Problem requirements
Reproduce exactly the line that contains "checks for a" and all lines that follow it in the records below, ending with the last one.

----- Data to examine -----

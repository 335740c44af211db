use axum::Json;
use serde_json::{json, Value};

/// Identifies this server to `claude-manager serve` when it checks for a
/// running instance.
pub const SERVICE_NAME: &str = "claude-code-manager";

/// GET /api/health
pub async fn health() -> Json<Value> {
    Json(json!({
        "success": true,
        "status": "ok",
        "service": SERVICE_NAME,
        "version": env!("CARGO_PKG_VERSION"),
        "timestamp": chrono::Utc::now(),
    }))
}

-----

Output for this task
/// Identifies this server to `claude-manager serve` when it checks for a
/// running instance.
pub const SERVICE_NAME: &str = "claude-code-manager";

/// GET /api/health
pub async fn health() -> Json<Value> {
    Json(json!({
        "success": true,
        "status": "ok",
        "service": SERVICE_NAME,
        "version": env!("CARGO_PKG_VERSION"),
        "timestamp": chrono::Utc::now(),
    }))
}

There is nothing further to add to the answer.